WHAT THIS TASK INVOLVES
For the entries that follow, state how many lines include the word "evaluated", giving the number and nothing else.

<<<<

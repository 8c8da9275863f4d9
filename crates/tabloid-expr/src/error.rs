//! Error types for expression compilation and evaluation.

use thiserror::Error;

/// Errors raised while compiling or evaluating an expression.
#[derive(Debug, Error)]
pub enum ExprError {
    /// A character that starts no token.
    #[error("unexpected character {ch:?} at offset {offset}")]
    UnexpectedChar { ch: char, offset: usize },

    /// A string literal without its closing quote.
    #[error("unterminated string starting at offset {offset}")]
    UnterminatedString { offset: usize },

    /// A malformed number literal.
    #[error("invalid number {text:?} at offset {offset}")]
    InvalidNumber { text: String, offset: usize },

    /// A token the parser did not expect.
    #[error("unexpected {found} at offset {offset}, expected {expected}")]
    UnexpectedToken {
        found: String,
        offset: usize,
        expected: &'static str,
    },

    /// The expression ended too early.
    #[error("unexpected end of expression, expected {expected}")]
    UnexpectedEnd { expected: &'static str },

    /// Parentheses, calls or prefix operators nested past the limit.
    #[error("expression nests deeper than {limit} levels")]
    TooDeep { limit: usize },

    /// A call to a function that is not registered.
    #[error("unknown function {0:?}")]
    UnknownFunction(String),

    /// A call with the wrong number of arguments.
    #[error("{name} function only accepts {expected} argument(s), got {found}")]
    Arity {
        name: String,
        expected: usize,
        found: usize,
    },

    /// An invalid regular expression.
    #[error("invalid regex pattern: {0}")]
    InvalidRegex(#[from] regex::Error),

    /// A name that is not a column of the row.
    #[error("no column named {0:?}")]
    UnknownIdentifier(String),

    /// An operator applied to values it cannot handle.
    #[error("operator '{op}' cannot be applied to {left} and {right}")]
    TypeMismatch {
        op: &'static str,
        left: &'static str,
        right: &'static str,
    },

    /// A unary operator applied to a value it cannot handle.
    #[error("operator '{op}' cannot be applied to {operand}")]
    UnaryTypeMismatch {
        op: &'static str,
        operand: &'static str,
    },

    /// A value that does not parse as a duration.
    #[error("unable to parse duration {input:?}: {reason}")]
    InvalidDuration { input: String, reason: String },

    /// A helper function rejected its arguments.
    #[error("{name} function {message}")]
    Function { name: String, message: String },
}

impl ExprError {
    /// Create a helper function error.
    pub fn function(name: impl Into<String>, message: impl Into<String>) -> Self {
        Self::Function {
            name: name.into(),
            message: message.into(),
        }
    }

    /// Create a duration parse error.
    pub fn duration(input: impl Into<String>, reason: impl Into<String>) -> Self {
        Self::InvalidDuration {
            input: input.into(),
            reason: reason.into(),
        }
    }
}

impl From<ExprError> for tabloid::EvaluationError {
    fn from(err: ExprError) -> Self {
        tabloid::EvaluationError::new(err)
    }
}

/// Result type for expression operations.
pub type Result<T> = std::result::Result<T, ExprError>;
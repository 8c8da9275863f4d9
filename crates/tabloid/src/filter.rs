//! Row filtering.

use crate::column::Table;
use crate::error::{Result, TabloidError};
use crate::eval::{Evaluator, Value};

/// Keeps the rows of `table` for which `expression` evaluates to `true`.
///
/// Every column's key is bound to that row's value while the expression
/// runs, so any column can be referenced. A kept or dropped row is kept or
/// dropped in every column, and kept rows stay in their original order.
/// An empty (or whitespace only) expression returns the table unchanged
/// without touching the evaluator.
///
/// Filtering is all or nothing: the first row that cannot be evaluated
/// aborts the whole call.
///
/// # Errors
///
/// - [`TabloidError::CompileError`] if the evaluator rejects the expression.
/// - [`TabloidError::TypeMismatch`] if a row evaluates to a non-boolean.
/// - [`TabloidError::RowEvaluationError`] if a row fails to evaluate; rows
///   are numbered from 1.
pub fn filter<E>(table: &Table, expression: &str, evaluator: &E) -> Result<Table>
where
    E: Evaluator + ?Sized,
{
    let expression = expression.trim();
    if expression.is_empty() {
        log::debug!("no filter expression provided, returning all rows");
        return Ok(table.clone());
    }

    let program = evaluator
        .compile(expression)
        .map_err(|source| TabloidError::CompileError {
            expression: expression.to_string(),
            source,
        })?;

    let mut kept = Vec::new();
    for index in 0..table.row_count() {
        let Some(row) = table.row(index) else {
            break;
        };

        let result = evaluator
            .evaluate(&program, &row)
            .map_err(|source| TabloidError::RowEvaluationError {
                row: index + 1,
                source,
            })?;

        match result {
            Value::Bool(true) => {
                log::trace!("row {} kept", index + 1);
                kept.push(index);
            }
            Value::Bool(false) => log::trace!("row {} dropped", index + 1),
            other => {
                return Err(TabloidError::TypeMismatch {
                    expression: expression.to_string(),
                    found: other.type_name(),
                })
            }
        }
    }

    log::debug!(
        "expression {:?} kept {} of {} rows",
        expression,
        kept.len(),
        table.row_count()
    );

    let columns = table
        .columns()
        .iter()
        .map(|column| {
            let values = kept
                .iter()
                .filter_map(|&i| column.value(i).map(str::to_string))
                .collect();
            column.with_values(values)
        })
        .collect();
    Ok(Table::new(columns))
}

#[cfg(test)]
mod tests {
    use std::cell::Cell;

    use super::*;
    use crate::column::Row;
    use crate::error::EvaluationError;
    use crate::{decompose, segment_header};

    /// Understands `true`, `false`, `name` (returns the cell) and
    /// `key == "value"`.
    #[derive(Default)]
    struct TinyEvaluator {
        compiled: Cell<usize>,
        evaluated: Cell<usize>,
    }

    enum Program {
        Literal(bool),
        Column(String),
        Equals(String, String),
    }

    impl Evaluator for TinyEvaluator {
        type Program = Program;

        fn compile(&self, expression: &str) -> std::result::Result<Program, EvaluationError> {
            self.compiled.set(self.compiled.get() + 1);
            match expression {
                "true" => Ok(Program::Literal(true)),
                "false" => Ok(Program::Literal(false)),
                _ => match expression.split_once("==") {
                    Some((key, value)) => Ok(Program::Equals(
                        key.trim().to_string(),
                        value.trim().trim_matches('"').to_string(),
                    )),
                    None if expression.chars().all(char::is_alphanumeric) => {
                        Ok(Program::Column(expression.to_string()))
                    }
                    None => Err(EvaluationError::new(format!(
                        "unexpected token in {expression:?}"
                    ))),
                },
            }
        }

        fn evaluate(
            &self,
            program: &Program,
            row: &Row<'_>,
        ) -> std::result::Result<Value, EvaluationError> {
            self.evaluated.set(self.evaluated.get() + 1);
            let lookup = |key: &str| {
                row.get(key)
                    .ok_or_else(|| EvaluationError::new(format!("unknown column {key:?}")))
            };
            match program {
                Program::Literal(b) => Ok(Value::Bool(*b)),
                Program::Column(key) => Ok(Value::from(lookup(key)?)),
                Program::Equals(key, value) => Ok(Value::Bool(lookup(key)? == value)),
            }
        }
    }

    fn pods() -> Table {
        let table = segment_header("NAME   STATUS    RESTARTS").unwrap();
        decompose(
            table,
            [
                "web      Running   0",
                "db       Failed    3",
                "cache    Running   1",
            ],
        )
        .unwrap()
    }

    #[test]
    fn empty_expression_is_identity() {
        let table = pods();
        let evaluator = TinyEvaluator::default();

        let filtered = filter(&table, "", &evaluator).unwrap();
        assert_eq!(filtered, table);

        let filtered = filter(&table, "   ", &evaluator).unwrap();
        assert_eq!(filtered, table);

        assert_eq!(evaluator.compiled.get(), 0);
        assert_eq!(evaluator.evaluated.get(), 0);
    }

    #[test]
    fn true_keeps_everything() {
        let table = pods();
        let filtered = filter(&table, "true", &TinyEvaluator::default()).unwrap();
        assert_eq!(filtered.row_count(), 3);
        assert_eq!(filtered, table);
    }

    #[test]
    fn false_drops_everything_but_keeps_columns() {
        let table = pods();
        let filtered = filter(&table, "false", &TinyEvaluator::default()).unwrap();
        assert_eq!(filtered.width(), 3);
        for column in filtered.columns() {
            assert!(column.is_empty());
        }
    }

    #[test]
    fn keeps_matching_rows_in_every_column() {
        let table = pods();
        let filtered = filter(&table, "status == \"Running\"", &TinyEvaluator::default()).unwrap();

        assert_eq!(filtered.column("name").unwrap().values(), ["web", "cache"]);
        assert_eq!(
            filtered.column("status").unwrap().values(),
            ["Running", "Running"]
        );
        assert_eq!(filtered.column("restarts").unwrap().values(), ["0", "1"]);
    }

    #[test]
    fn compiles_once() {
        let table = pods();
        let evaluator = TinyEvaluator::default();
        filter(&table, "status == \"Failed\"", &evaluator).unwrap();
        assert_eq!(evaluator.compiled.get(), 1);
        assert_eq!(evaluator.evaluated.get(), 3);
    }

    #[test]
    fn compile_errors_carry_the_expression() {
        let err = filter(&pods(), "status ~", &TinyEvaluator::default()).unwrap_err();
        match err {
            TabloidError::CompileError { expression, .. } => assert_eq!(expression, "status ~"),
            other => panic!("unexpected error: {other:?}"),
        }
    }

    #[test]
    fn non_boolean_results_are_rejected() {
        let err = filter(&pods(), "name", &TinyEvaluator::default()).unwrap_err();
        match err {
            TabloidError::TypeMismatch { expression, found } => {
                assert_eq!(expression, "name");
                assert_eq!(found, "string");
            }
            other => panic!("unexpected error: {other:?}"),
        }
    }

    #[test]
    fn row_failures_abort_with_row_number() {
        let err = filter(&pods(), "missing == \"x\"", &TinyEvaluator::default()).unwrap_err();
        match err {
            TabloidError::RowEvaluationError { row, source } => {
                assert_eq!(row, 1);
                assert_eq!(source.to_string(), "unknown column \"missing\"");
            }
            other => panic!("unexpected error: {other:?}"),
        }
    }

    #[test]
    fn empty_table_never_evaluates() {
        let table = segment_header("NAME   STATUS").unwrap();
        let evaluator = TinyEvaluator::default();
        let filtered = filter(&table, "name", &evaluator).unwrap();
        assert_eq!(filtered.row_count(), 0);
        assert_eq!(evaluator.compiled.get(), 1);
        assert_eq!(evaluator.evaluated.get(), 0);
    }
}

>>>>
<<<<

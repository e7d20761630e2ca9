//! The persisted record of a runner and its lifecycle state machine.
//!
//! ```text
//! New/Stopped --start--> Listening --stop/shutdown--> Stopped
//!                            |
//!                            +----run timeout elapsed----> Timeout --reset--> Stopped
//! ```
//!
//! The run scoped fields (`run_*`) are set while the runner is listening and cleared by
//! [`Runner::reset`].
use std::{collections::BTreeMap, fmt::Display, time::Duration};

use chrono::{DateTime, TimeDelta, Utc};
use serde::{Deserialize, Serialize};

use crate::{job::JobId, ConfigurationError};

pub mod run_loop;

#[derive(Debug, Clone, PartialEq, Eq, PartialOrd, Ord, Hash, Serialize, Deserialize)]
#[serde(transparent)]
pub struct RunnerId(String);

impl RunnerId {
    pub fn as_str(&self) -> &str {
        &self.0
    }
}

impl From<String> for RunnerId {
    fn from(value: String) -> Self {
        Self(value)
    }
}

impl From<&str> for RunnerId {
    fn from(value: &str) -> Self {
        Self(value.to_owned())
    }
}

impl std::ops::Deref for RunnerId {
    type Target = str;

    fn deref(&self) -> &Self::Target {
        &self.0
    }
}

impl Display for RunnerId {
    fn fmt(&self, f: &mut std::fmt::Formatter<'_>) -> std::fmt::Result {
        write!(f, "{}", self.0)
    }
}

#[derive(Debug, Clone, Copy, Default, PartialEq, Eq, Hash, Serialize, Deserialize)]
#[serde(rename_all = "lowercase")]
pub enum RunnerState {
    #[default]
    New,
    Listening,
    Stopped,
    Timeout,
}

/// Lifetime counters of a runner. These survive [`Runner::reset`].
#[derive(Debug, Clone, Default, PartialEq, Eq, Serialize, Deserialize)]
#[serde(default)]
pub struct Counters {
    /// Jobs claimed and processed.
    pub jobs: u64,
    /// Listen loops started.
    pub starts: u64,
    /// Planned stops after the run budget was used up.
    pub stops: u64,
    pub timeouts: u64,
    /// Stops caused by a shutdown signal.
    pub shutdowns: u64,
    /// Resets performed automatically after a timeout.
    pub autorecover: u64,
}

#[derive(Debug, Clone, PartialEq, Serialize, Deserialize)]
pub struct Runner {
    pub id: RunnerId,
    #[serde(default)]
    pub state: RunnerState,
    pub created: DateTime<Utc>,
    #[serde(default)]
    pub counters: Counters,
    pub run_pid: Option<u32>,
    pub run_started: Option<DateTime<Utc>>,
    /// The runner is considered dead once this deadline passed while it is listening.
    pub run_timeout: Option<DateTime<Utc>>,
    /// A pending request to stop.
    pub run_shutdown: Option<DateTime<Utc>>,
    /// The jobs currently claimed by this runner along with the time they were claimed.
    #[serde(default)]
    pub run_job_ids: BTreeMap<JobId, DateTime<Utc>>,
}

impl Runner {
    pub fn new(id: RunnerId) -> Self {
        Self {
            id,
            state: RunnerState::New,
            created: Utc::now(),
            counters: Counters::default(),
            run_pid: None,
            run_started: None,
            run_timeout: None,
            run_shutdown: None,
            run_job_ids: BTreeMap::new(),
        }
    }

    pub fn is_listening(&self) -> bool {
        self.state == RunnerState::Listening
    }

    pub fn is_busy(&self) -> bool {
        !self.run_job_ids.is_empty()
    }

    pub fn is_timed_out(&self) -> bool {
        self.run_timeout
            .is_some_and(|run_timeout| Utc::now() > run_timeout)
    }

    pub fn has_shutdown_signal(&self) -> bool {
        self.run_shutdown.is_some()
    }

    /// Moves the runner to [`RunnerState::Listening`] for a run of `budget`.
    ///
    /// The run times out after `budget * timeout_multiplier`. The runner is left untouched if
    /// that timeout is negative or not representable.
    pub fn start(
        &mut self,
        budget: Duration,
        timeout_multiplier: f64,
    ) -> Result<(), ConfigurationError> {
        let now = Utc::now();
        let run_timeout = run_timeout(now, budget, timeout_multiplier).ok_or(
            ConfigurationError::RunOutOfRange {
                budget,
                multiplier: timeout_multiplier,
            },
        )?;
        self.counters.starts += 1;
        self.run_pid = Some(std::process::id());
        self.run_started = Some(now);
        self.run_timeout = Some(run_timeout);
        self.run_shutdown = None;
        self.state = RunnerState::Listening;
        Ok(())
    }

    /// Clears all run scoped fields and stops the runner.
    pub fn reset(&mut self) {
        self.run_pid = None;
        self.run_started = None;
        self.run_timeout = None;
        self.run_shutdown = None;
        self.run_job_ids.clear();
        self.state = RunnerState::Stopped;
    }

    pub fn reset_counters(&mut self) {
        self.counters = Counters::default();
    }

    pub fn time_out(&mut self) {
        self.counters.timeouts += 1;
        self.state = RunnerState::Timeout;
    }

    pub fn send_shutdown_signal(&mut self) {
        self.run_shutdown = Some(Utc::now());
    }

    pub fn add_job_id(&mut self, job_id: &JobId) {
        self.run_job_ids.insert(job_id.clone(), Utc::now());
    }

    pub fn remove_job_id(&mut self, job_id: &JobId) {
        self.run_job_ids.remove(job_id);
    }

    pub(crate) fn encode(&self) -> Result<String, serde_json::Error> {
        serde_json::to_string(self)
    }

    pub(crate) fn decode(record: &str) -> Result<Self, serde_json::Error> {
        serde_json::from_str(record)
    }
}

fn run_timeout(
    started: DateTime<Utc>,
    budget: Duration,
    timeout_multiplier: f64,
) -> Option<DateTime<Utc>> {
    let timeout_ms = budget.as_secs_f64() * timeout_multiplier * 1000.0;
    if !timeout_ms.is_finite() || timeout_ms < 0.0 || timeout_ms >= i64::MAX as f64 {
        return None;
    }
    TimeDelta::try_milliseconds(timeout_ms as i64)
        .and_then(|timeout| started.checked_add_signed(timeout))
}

>>>>
<<<<

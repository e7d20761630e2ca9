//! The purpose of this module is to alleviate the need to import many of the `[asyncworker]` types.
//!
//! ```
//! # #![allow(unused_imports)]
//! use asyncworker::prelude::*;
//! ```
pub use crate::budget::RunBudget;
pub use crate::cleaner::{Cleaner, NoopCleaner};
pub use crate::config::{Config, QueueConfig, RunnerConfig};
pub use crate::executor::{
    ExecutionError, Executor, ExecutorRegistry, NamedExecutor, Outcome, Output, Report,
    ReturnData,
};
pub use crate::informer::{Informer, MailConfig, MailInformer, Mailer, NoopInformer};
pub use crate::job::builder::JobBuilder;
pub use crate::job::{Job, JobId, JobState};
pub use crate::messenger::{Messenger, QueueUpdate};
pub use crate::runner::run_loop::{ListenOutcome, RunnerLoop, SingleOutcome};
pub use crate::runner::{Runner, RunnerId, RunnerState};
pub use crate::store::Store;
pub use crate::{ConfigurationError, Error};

>>>>

TASK OUTPUT
6